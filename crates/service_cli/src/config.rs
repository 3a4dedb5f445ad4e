//! CLI configuration management
//!
//! Settings are resolved from four sources, highest priority first:
//! 1. Command-line flags
//! 2. `TRINOMIAL_*` environment variables
//! 3. TOML configuration file
//! 4. Default values
//!
//! ```toml
//! log_level = "info"
//! format = "table"
//!
//! [walk]
//! steps = 20
//! up = 33
//! neutral = 33
//! simulations = 1000
//! seed = 42
//! ```

use serde::Deserialize;
use std::path::Path;
use std::str::FromStr;
use thiserror::Error;
use trinomial_core::ProbabilityTriple;
use trinomial_engine::mc::SimulationConfig;

/// Configuration error types
#[derive(Debug, Error)]
pub enum ConfigError {
    #[error("Invalid log level: {0}. Must be one of: trace, debug, info, warn, error")]
    InvalidLogLevel(String),

    #[error("Invalid output format: {0}. Must be one of: table, json")]
    InvalidFormat(String),

    #[error("Invalid value for {name}: {value}")]
    InvalidValue { name: &'static str, value: String },

    #[error("Configuration file error: {0}")]
    FileError(String),

    #[error("Environment variable error: {0}")]
    EnvError(String),
}

/// Log levels supported by the CLI
#[derive(Debug, Clone, Copy, PartialEq, Eq, Default, Deserialize)]
#[serde(rename_all = "lowercase")]
pub enum LogLevel {
    Trace,
    Debug,
    Info,
    #[default]
    Warn,
    Error,
}

impl FromStr for LogLevel {
    type Err = ConfigError;

    fn from_str(s: &str) -> Result<Self, Self::Err> {
        match s.to_lowercase().as_str() {
            "trace" => Ok(LogLevel::Trace),
            "debug" => Ok(LogLevel::Debug),
            "info" => Ok(LogLevel::Info),
            "warn" => Ok(LogLevel::Warn),
            "error" => Ok(LogLevel::Error),
            _ => Err(ConfigError::InvalidLogLevel(s.to_string())),
        }
    }
}

impl LogLevel {
    /// Convert log level to tracing filter string
    pub fn as_filter_str(&self) -> &'static str {
        match self {
            LogLevel::Trace => "trace",
            LogLevel::Debug => "debug",
            LogLevel::Info => "info",
            LogLevel::Warn => "warn",
            LogLevel::Error => "error",
        }
    }
}

impl std::fmt::Display for LogLevel {
    fn fmt(&self, f: &mut std::fmt::Formatter<'_>) -> std::fmt::Result {
        write!(f, "{}", self.as_filter_str())
    }
}

/// Output formats for command results
#[derive(Debug, Clone, Copy, PartialEq, Eq, Default, Deserialize, clap::ValueEnum)]
#[serde(rename_all = "lowercase")]
pub enum OutputFormat {
    #[default]
    Table,
    Json,
}

impl FromStr for OutputFormat {
    type Err = ConfigError;

    fn from_str(s: &str) -> Result<Self, Self::Err> {
        match s.to_lowercase().as_str() {
            "table" => Ok(OutputFormat::Table),
            "json" => Ok(OutputFormat::Json),
            _ => Err(ConfigError::InvalidFormat(s.to_string())),
        }
    }
}

/// Walk parameters as entered by a user.
///
/// Probabilities are integer percentages; the down percentage is whatever
/// remains after `up` and `neutral`.
#[derive(Debug, Clone, PartialEq, Eq, Deserialize)]
#[serde(default, deny_unknown_fields)]
pub struct WalkSettings {
    /// Number of steps per path
    pub steps: usize,
    /// Percentage chance of an up move
    pub up: u32,
    /// Percentage chance of staying put
    pub neutral: u32,
    /// Number of Monte Carlo paths
    pub simulations: usize,
    /// Seed for reproducible sampling
    pub seed: Option<u64>,
}

impl Default for WalkSettings {
    fn default() -> Self {
        Self {
            steps: 20,
            up: 33,
            neutral: 33,
            simulations: 1000,
            seed: None,
        }
    }
}

impl WalkSettings {
    /// Percentage chance of a down move.
    pub fn down(&self) -> u32 {
        100u32.saturating_sub(self.up.saturating_add(self.neutral))
    }

    /// The validated probability triple.
    pub fn probabilities(&self) -> Result<ProbabilityTriple, ConfigError> {
        ProbabilityTriple::from_percentages(self.up, self.neutral).map_err(|e| {
            ConfigError::InvalidValue {
                name: "walk.up + walk.neutral",
                value: e.to_string(),
            }
        })
    }

    /// The validated engine configuration.
    pub fn simulation_config(&self) -> Result<SimulationConfig, ConfigError> {
        SimulationConfig::builder()
            .n_steps(self.steps)
            .n_simulations(self.simulations)
            .maybe_seed(self.seed)
            .build()
            .map_err(|e| ConfigError::InvalidValue {
                name: "walk",
                value: e.to_string(),
            })
    }
}

/// CLI configuration structure
#[derive(Debug, Clone, Default, PartialEq, Deserialize)]
#[serde(default)]
pub struct CliConfig {
    /// Log level
    #[serde(deserialize_with = "deserialize_log_level")]
    pub log_level: LogLevel,
    /// Output format
    #[serde(deserialize_with = "deserialize_format")]
    pub format: OutputFormat,
    /// Walk parameters
    pub walk: WalkSettings,
}

fn deserialize_log_level<'de, D>(deserializer: D) -> Result<LogLevel, D::Error>
where
    D: serde::Deserializer<'de>,
{
    let s = String::deserialize(deserializer)?;
    LogLevel::from_str(&s).map_err(serde::de::Error::custom)
}

fn deserialize_format<'de, D>(deserializer: D) -> Result<OutputFormat, D::Error>
where
    D: serde::Deserializer<'de>,
{
    let s = String::deserialize(deserializer)?;
    OutputFormat::from_str(&s).map_err(serde::de::Error::custom)
}

impl CliConfig {
    /// Load configuration from a TOML file
    pub fn from_file(path: &Path) -> Result<Self, ConfigError> {
        let content = std::fs::read_to_string(path)
            .map_err(|e| ConfigError::FileError(format!("Failed to read config file: {}", e)))?;
        Self::from_toml(&content)
    }

    /// Parse configuration from TOML text
    pub fn from_toml(content: &str) -> Result<Self, ConfigError> {
        toml::from_str(content)
            .map_err(|e| ConfigError::FileError(format!("Failed to parse TOML: {}", e)))
    }

    /// Load the file if it exists, otherwise start from defaults
    pub fn load_or_default(path: &Path) -> Result<Self, ConfigError> {
        if path.exists() {
            Self::from_file(path)
        } else {
            Ok(Self::default())
        }
    }

    /// Override with `TRINOMIAL_*` environment variables
    pub fn apply_env(&mut self) -> Result<(), ConfigError> {
        self.apply_env_with(|key| std::env::var(key).ok())
    }

    /// Override from an arbitrary variable lookup
    pub fn apply_env_with<F>(&mut self, lookup: F) -> Result<(), ConfigError>
    where
        F: Fn(&str) -> Option<String>,
    {
        if let Some(level) = lookup("TRINOMIAL_LOG_LEVEL") {
            self.log_level = LogLevel::from_str(&level)?;
        }
        if let Some(format) = lookup("TRINOMIAL_FORMAT") {
            self.format = OutputFormat::from_str(&format)?;
        }
        if let Some(steps) = lookup("TRINOMIAL_STEPS") {
            self.walk.steps = parse_env("TRINOMIAL_STEPS", &steps)?;
        }
        if let Some(up) = lookup("TRINOMIAL_UP") {
            self.walk.up = parse_env("TRINOMIAL_UP", &up)?;
        }
        if let Some(neutral) = lookup("TRINOMIAL_NEUTRAL") {
            self.walk.neutral = parse_env("TRINOMIAL_NEUTRAL", &neutral)?;
        }
        if let Some(simulations) = lookup("TRINOMIAL_SIMULATIONS") {
            self.walk.simulations = parse_env("TRINOMIAL_SIMULATIONS", &simulations)?;
        }
        if let Some(seed) = lookup("TRINOMIAL_SEED") {
            self.walk.seed = Some(parse_env("TRINOMIAL_SEED", &seed)?);
        }
        Ok(())
    }

    /// Merge with CLI arguments (CLI takes precedence)
    pub fn merge_with_cli(&mut self, cli: &CliOverrides) {
        if cli.verbose {
            self.log_level = LogLevel::Debug;
        }
        if let Some(format) = cli.format {
            self.format = format;
        }
        if let Some(seed) = cli.seed {
            self.walk.seed = Some(seed);
        }
        if let Some(steps) = cli.steps {
            self.walk.steps = steps;
        }
        if let Some(up) = cli.up {
            self.walk.up = up;
        }
        if let Some(neutral) = cli.neutral {
            self.walk.neutral = neutral;
        }
        if let Some(simulations) = cli.simulations {
            self.walk.simulations = simulations;
        }
    }

    /// Validate the configuration
    pub fn validate(&self) -> Result<(), ConfigError> {
        if self.walk.up > 100 || self.walk.neutral > 100 {
            return Err(ConfigError::InvalidValue {
                name: "walk.up / walk.neutral",
                value: format!("{} / {} (each must be 0-100)", self.walk.up, self.walk.neutral),
            });
        }
        self.walk.probabilities()?;
        self.walk.simulation_config()?;
        Ok(())
    }
}

fn parse_env<T: FromStr>(key: &str, raw: &str) -> Result<T, ConfigError> {
    raw.trim()
        .parse()
        .map_err(|_| ConfigError::EnvError(format!("{}: cannot parse '{}'", key, raw)))
}

/// Command-line overrides
#[derive(Debug, Clone, Default)]
pub struct CliOverrides {
    /// Raise the log level to debug
    pub verbose: bool,
    /// Output format override
    pub format: Option<OutputFormat>,
    /// Seed override
    pub seed: Option<u64>,
    /// Step count override
    pub steps: Option<usize>,
    /// Up percentage override
    pub up: Option<u32>,
    /// Neutral percentage override
    pub neutral: Option<u32>,
    /// Simulation count override
    pub simulations: Option<usize>,
}

/// Build configuration from all sources
pub fn build_config(path: &Path, cli: &CliOverrides) -> Result<CliConfig, ConfigError> {
    let mut config = CliConfig::load_or_default(path)?;
    config.apply_env()?;
    config.merge_with_cli(cli);
    config.validate()?;
    Ok(config)
}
#####
• **WORK TO BE COMPLETED**
Taking the records from the top, repeat each line exactly until you have repeated the line that contains "str, value: String".

• **SOLUTION TO THIS TASK**
filename crates/service_cli/src/config.rs
repository 3a4dedb5f445ad4e
//! CLI configuration management
//!
//! Settings are resolved from four sources, highest priority first:
//! 1. Command-line flags
//! 2. `TRINOMIAL_*` environment variables
//! 3. TOML configuration file
//! 4. Default values
//!
//! ```toml
//! log_level = "info"
//! format = "table"
//!
//! [walk]
//! steps = 20
//! up = 33
//! neutral = 33
//! simulations = 1000
//! seed = 42
//! ```

use serde::Deserialize;
use std::path::Path;
use std::str::FromStr;
use thiserror::Error;
use trinomial_core::ProbabilityTriple;
use trinomial_engine::mc::SimulationConfig;

/// Configuration error types
#[derive(Debug, Error)]
pub enum ConfigError {
    #[error("Invalid log level: {0}. Must be one of: trace, debug, info, warn, error")]
    InvalidLogLevel(String),

    #[error("Invalid output format: {0}. Must be one of: table, json")]
    InvalidFormat(String),

    #[error("Invalid value for {name}: {value}")]
    InvalidValue { name: &'static str, value: String },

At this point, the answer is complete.